By: Bridget Johnson , Reviewed By: Dr. Emmy Graber

woman's feet

It's that stubborn callus on the bottom of your feet, or the plantar wart that develops after you forget your flip-flops at the pool — hyperkeratosis refers to the thickening of skin and takes on many forms. The symptoms you experience can serve as a clue that points to the underlying causes of your skin's reaction.

Corns or Calluses


You thought those shoes fit well at the store — but now that you've run around in them, you may notice calluses or corns cropping up on your feet. Corns are thickened spots of skin on the toes or top of the foot, and can appear as dull, rounded bumps. Calluses are thick spots on the bottom of the foot. Both are formed by constant pressure or rubbing, such as when you wear ill-fitting shoes. You may not notice any symptoms, but these spots can become painful if the skin gets too thick. The American Podiatric Medical Association cautions that corns and calluses can lead to serious problems in people with poor circulation, such as diabetics.

Thickened Skin


Sometimes hyperkeratosis is not brought on by shoes that rub you the wrong way but by chronic inflammation. Hyperkeratotic eczema develops as thick, scaly areas on the palms of the hands or the soles of the feet. The dry areas of thickened skin can appear grayish, and hyperkeratotic plaques on the palms can make it uncomfortable or painful to work with your hands. Combination therapies from your dermatologist may involve corticosteroids and moisturizers to comfort the parched skin.

Blisters


Hyperkeratosis can also be written in your DNA. The genetic condition can develop in babies as red skin and blistering. With aging, the blisters may go away and the skin thickens. Epidermolytic hyperkeratosis comes in two forms: one involving the palms and soles of the feet and the other appearing on different body parts.
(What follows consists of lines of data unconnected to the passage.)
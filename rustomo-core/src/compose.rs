//! Output composition: canonical keys, the target layout and the conversion driver.

use crate::angles::theta_from_params;
use crate::classify::Classification;
use crate::config::ConversionConfig;
use crate::layout::{LayoutBuilder, LogicalArrayDescriptor, SourceCatalog};
use crate::report::{ConversionReport, PlacedArray, SkipReason, SkippedRecord};
use crate::tree::SourceTree;
use crate::walker::walk;
use crate::{Error, Result};
use log::{info, warn};
use std::fmt;
use std::path::{Path, PathBuf};

#[cfg(feature = "serde")]
use serde::{Deserialize, Serialize};

/// Group holding every emitted array.
pub const EXCHANGE_GROUP: &str = "/exchange";

/// Top-level groups of the target layout, created in this order.
pub const TARGET_GROUPS: [&str; 4] = [EXCHANGE_GROUP, "/default", "/measurement", "/process"];

/// Canonical target keys under [`EXCHANGE_GROUP`].
#[derive(Debug, Clone, Copy, PartialEq, Eq, Hash)]
pub enum TargetKey {
    /// Projection data.
    Data,
    /// Primary white-field sequence.
    DataWhite,
    /// Alternate white-field sequence used once `data_white` is taken.
    DataWhiteFallback,
    DataDark,
    /// Rotation angles.
    Theta,
}

impl TargetKey {
    /// Keys tried, in order, for a classification.
    #[must_use]
    pub fn candidates(class: Classification) -> &'static [Self] {
        match class {
            Classification::Projection => &[Self::Data],
            Classification::Flat => &[Self::DataWhite, Self::DataWhiteFallback],
            Classification::Dark => &[Self::DataDark],
        }
    }

    /// Dataset name inside the exchange group.
    #[must_use]
    pub fn name(self) -> &'static str {
        match self {
            Self::Data => "data",
            Self::DataWhite => "data_white",
            Self::DataWhiteFallback => "data_whiteF",
            Self::DataDark => "data_dark",
            Self::Theta => "theta",
        }
    }

    /// Absolute target path.
    #[must_use]
    pub fn path(self) -> &'static str {
        match self {
            Self::Data => "/exchange/data",
            Self::DataWhite => "/exchange/data_white",
            Self::DataWhiteFallback => "/exchange/data_whiteF",
            Self::DataDark => "/exchange/data_dark",
            Self::Theta => "/exchange/theta",
        }
    }

    /// Returns true for the projection-data key, the only key always stitched.
    #[must_use]
    pub fn is_projection_data(self) -> bool {
        self == Self::Data
    }
}

impl fmt::Display for TargetKey {
    fn fmt(&self, f: &mut fmt::Formatter<'_>) -> fmt::Result {
        f.write_str(self.path())
    }
}

/// Hands out target keys, never reusing one that was placed.
#[derive(Debug, Clone, Default)]
pub struct KeyAssigner {
    placed: Vec<TargetKey>,
}

impl KeyAssigner {
    #[must_use]
    pub fn new() -> Self {
        Self::default()
    }

    /// First free key for `class`, or `None` when all candidates are placed.
    #[must_use]
    pub fn next_key(&self, class: Classification) -> Option<TargetKey> {
        TargetKey::candidates(class)
            .iter()
            .copied()
            .find(|key| !self.placed.contains(key))
    }

    /// Marks `key` as placed.
    pub fn mark_placed(&mut self, key: TargetKey) {
        if !self.placed.contains(&key) {
            self.placed.push(key);
        }
    }
}

/// Sink for a composed target layout.
///
/// Implemented by the in-memory [`TargetLayout`] and by persistence backends.
pub trait TargetWriter {
    type Error: From<Error>;

    /// Creates a group at an absolute path.
    ///
    /// # Errors
    /// Returns a backend error if the group cannot be created.
    fn create_group(&mut self, path: &str) -> std::result::Result<(), Self::Error>;

    /// Creates a composed array from a fully resolved descriptor.
    ///
    /// # Errors
    /// Returns a backend error if the array cannot be created.
    fn create_virtual_array(
        &mut self,
        descriptor: &LogicalArrayDescriptor,
    ) -> std::result::Result<(), Self::Error>;

    /// Creates a dense 1-D floating-point array.
    ///
    /// # Errors
    /// Returns a backend error if the array cannot be created.
    fn create_array(&mut self, key: &str, data: &[f64]) -> std::result::Result<(), Self::Error>;
}

/// Materialized 1-D array of the target layout.
#[derive(Debug, Clone, PartialEq)]
#[cfg_attr(feature = "serde", derive(Serialize, Deserialize))]
pub struct DenseArray {
    pub key: String,
    pub data: Vec<f64>,
}

/// In-memory target layout.
#[derive(Debug, Clone, Default, PartialEq)]
#[cfg_attr(feature = "serde", derive(Serialize, Deserialize))]
pub struct TargetLayout {
    pub groups: Vec<String>,
    pub arrays: Vec<LogicalArrayDescriptor>,
    pub dense: Vec<DenseArray>,
}

impl TargetLayout {
    #[must_use]
    pub fn new() -> Self {
        Self::default()
    }

    /// Composed array stored at `key`.
    #[must_use]
    pub fn array(&self, key: &str) -> Option<&LogicalArrayDescriptor> {
        self.arrays.iter().find(|a| a.target_key == key)
    }

    /// Dense array stored at `key`.
    #[must_use]
    pub fn dense(&self, key: &str) -> Option<&[f64]> {
        self.dense
            .iter()
            .find(|a| a.key == key)
            .map(|a| a.data.as_slice())
    }

    /// The angle sequence, once generated.
    #[must_use]
    pub fn theta(&self) -> Option<&[f64]> {
        self.dense(TargetKey::Theta.path())
    }

    #[must_use]
    pub fn contains(&self, key: &str) -> bool {
        self.array(key).is_some() || self.dense(key).is_some()
    }

    fn check_free(&self, key: &str) -> Result<()> {
        if self.contains(key) {
            return Err(Error::Config(format!("{key} already exists in target layout")));
        }
        Ok(())
    }
}

impl TargetWriter for TargetLayout {
    type Error = Error;

    fn create_group(&mut self, path: &str) -> Result<()> {
        if !self.groups.iter().any(|g| g == path) {
            self.groups.push(path.to_string());
        }
        Ok(())
    }

    fn create_virtual_array(&mut self, descriptor: &LogicalArrayDescriptor) -> Result<()> {
        self.check_free(&descriptor.target_key)?;
        self.arrays.push(descriptor.clone());
        Ok(())
    }

    fn create_array(&mut self, key: &str, data: &[f64]) -> Result<()> {
        self.check_free(key)?;
        self.dense.push(DenseArray {
            key: key.to_string(),
            data: data.to_vec(),
        });
        Ok(())
    }
}

/// Replays an in-memory layout into another writer.
///
/// # Errors
/// Returns the first error reported by `writer`.
pub fn persist<W: TargetWriter>(
    layout: &TargetLayout,
    writer: &mut W,
) -> std::result::Result<(), W::Error> {
    for group in &layout.groups {
        writer.create_group(group)?;
    }
    for array in &layout.arrays {
        writer.create_virtual_array(array)?;
    }
    for dense in &layout.dense {
        writer.create_array(&dense.key, &dense.data)?;
    }
    Ok(())
}

/// Drives one conversion: walk, build, place, then generate angles.
pub struct Converter<'a, C: ?Sized> {
    config: &'a ConversionConfig,
    catalog: &'a C,
    data_dir: Option<PathBuf>,
}

impl<'a, C: SourceCatalog + ?Sized> Converter<'a, C> {
    pub fn new(config: &'a ConversionConfig, catalog: &'a C) -> Self {
        Self {
            config,
            catalog,
            data_dir: None,
        }
    }

    /// Directory used to resolve relative physical file names.
    ///
    /// Defaults to the directory of the source file.
    #[must_use]
    pub fn with_data_dir(mut self, dir: impl Into<PathBuf>) -> Self {
        self.data_dir = Some(dir.into());
        self
    }

    /// Converts `tree` into `writer`.
    ///
    /// Arrays are written as soon as they are placed. If the angle parameters
    /// are missing the error is returned after every array has been written,
    /// leaving a layout without `theta`.
    ///
    /// # Errors
    /// Returns [`Error::MissingParameter`] or [`Error::MalformedMetadata`]
    /// for run-level failures and any error reported by `writer`.
    pub fn run<W: TargetWriter>(
        &self,
        tree: &SourceTree,
        writer: &mut W,
    ) -> std::result::Result<ConversionReport, W::Error> {
        self.config.validate()?;

        for group in TARGET_GROUPS {
            writer.create_group(group)?;
        }

        let outcome = walk(tree, self.config)?;
        let mut report = ConversionReport {
            skipped: outcome.skipped,
            anomalies: outcome.anomalies,
            params: outcome.params.clone(),
            ..ConversionReport::default()
        };

        let data_dir = self.data_dir.clone().unwrap_or_else(|| {
            tree.file_path()
                .parent()
                .map_or_else(PathBuf::new, Path::to_path_buf)
        });
        let builder = LayoutBuilder::new(tree, self.config, data_dir, self.catalog);
        let mut keys = KeyAssigner::new();

        for record in &outcome.records {
            let path = tree.path(record.array);
            let Some(key) = keys.next_key(record.classification) else {
                warn!(
                    "no free target key for {} record {path}, skipping",
                    record.classification
                );
                report.skipped.push(SkippedRecord::new(
                    path,
                    SkipReason::KeyExhausted(record.classification),
                ));
                continue;
            };

            let descriptor = match builder.build(record, key) {
                Ok(descriptor) => descriptor,
                Err(err) if err.is_recoverable() => {
                    warn!("skipping {path}: {err}");
                    let reason = match err {
                        Error::NotFound { path } => SkipReason::SourceNotFound(path),
                        other => SkipReason::ShapeMismatch(other.to_string()),
                    };
                    report.skipped.push(SkippedRecord::new(path, reason));
                    continue;
                }
                Err(err) => return Err(err.into()),
            };

            writer.create_virtual_array(&descriptor)?;
            keys.mark_placed(key);
            info!(
                "placed {path} at {key} ({} source(s), shape {:?})",
                descriptor.sources.len(),
                descriptor.total_shape
            );
            report.placed.push(PlacedArray {
                target_key: descriptor.target_key,
                source_path: path,
                classification: record.classification,
                source_count: descriptor.sources.len(),
                total_shape: descriptor.total_shape,
            });
        }

        let theta = theta_from_params(&outcome.params)?;
        writer.create_array(TargetKey::Theta.path(), &theta)?;
        info!("wrote {} angles to {}", theta.len(), TargetKey::Theta);
        report.theta_len = theta.len();

        Ok(report)
    }
}

/// Converts `tree` into a fresh in-memory layout.
///
/// # Errors
/// See [`Converter::run`].
pub fn convert<C: SourceCatalog + ?Sized>(
    tree: &SourceTree,
    config: &ConversionConfig,
    catalog: &C,
) -> Result<(TargetLayout, ConversionReport)> {
    let mut layout = TargetLayout::new();
    let report = Converter::new(config, catalog).run(tree, &mut layout)?;
    Ok((layout, report))
}

#[cfg(test)]
mod tests {
    use super::*;

    #[test]
    fn test_key_candidates() {
        let mut keys = KeyAssigner::new();
        assert_eq!(keys.next_key(Classification::Flat), Some(TargetKey::DataWhite));
        keys.mark_placed(TargetKey::DataWhite);
        assert_eq!(
            keys.next_key(Classification::Flat),
            Some(TargetKey::DataWhiteFallback)
        );
        keys.mark_placed(TargetKey::DataWhiteFallback);
        assert_eq!(keys.next_key(Classification::Flat), None);

        assert_eq!(keys.next_key(Classification::Dark), Some(TargetKey::DataDark));
        assert_eq!(keys.next_key(Classification::Projection), Some(TargetKey::Data));
    }

    #[test]
    fn test_key_paths() {
        assert_eq!(TargetKey::DataWhiteFallback.path(), "/exchange/data_whiteF");
        assert_eq!(TargetKey::DataWhiteFallback.name(), "data_whiteF");
        assert!(TargetKey::Data.is_projection_data());
        assert!(!TargetKey::DataDark.is_projection_data());
        for key in [TargetKey::Data, TargetKey::DataWhite, TargetKey::DataDark, TargetKey::Theta] {
            assert_eq!(key.path(), format!("{EXCHANGE_GROUP}/{}", key.name()));
        }
    }

    #[test]
    fn test_layout_refuses_overwrite() {
        let mut layout = TargetLayout::new();
        layout.create_array("/exchange/theta", &[0.0, 1.0]).unwrap();
        assert!(layout.create_array("/exchange/theta", &[2.0]).is_err());
        assert_eq!(layout.theta(), Some(&[0.0, 1.0][..]));
    }

    #[test]
    fn test_persist_replays_everything() {
        let mut source = TargetLayout::new();
        source.create_group("/exchange").unwrap();
        source.create_group("/exchange").unwrap();
        source.create_array("/exchange/theta", &[0.0]).unwrap();

        let mut copy = TargetLayout::new();
        persist(&source, &mut copy).unwrap();
        assert_eq!(copy, source);
        assert_eq!(copy.groups, vec!["/exchange".to_string()]);
    }
}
The thickened skin isn't scaly but may be darker in color, and can occur in areas where the skin rubs together such as on the joints, the neck or the head. The affected areas may also have an odor, because bacteria can flourish in these rough patches.

Red, Scaly Patches


Hyperkeratosis may also appear as a form of skin cancer: squamous cell carcinoma. This will develop as nodules of thickened skin or as red, scaly patches similar to psoriasis plaques. These lesions are more likely to appear on areas of the body that get the most sun exposure, such as arms and hands. They may bleed if bumped even lightly. See your doctor if you have an unexplained lesion like this that does not heal.

This article has been reviewed by board-certified dermatologist Dr. Emmy Graber.